Dataset entries
****************
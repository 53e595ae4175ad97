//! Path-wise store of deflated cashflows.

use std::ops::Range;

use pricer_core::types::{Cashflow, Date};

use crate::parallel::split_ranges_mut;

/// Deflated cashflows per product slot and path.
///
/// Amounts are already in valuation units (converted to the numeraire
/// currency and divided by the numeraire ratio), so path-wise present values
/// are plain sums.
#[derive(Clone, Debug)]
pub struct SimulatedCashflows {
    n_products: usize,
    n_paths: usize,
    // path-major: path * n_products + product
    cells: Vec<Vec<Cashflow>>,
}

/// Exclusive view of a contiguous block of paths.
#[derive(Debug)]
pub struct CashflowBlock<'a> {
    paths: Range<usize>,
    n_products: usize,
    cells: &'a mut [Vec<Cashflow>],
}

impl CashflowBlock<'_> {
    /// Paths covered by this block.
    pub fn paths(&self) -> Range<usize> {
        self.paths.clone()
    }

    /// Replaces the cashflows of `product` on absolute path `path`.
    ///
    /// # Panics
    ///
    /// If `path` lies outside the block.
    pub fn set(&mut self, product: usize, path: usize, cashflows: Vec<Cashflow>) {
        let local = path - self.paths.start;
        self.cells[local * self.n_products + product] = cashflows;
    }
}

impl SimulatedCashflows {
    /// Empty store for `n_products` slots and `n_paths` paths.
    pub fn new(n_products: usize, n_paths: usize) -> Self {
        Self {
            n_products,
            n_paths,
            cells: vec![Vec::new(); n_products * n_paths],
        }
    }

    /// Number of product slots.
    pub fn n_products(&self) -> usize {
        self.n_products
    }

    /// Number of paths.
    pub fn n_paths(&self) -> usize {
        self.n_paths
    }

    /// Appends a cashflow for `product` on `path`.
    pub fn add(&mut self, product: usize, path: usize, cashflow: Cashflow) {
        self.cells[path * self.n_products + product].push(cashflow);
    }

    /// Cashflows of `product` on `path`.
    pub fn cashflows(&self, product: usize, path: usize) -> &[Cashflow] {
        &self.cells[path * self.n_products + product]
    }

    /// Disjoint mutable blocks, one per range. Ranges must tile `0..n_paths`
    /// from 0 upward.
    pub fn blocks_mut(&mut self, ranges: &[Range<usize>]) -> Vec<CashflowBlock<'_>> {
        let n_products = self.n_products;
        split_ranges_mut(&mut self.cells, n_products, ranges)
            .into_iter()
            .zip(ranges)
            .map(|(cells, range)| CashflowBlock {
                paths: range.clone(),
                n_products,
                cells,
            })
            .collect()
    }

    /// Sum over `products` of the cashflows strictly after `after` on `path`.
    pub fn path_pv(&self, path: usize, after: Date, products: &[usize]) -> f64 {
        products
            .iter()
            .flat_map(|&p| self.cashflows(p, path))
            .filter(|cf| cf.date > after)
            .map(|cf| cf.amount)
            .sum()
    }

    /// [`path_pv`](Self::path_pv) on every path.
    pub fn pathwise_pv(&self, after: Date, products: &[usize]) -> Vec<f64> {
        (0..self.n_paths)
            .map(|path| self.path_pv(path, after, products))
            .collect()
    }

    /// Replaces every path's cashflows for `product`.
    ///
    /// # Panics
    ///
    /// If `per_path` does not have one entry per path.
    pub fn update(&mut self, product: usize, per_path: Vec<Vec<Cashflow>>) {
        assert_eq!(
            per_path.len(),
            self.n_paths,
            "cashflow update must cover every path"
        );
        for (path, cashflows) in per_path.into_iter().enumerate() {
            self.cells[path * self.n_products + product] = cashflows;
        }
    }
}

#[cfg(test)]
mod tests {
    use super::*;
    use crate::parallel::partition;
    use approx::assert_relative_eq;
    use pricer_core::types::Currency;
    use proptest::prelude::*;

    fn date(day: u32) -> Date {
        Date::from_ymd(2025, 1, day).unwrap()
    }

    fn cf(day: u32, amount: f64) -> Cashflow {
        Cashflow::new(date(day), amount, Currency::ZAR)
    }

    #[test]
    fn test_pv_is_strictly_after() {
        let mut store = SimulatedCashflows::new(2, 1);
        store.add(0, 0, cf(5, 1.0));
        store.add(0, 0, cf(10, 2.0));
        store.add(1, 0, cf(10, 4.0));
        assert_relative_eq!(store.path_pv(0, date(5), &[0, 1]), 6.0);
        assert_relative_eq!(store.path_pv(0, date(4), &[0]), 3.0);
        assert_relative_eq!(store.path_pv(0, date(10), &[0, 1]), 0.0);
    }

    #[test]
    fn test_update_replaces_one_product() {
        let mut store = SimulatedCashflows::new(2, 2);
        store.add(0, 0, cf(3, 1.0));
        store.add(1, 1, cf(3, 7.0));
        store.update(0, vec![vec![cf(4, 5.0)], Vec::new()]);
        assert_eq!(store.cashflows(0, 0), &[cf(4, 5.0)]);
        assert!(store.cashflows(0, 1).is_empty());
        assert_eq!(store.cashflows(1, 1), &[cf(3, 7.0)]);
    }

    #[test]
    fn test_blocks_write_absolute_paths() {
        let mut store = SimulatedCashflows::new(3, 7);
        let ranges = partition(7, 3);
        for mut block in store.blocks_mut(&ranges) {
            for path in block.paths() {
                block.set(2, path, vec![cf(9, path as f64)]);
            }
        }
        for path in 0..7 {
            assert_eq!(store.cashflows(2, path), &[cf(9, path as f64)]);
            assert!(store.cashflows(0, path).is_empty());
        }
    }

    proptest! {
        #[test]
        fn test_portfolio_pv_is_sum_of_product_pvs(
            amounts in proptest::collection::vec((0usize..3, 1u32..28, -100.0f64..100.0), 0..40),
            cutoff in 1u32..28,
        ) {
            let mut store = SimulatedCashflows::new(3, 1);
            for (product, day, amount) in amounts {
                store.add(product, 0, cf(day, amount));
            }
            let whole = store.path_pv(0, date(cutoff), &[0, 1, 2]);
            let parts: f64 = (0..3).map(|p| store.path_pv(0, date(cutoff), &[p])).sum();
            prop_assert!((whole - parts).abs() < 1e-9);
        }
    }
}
****************
Up to and including the line that contains "by this block.", output the records above exactly, beginning with their first line.

• **Answer box**:
repository 53e595ae4175ad97
//! Path-wise store of deflated cashflows.

use std::ops::Range;

use pricer_core::types::{Cashflow, Date};

use crate::parallel::split_ranges_mut;

/// Deflated cashflows per product slot and path.
///
/// Amounts are already in valuation units (converted to the numeraire
/// currency and divided by the numeraire ratio), so path-wise present values
/// are plain sums.
#[derive(Clone, Debug)]
pub struct SimulatedCashflows {
    n_products: usize,
    n_paths: usize,
    // path-major: path * n_products + product
    cells: Vec<Vec<Cashflow>>,
}

/// Exclusive view of a contiguous block of paths.
#[derive(Debug)]
pub struct CashflowBlock<'a> {
    paths: Range<usize>,
    n_products: usize,
    cells: &'a mut [Vec<Cashflow>],
}

impl CashflowBlock<'_> {
    /// Paths covered by this block.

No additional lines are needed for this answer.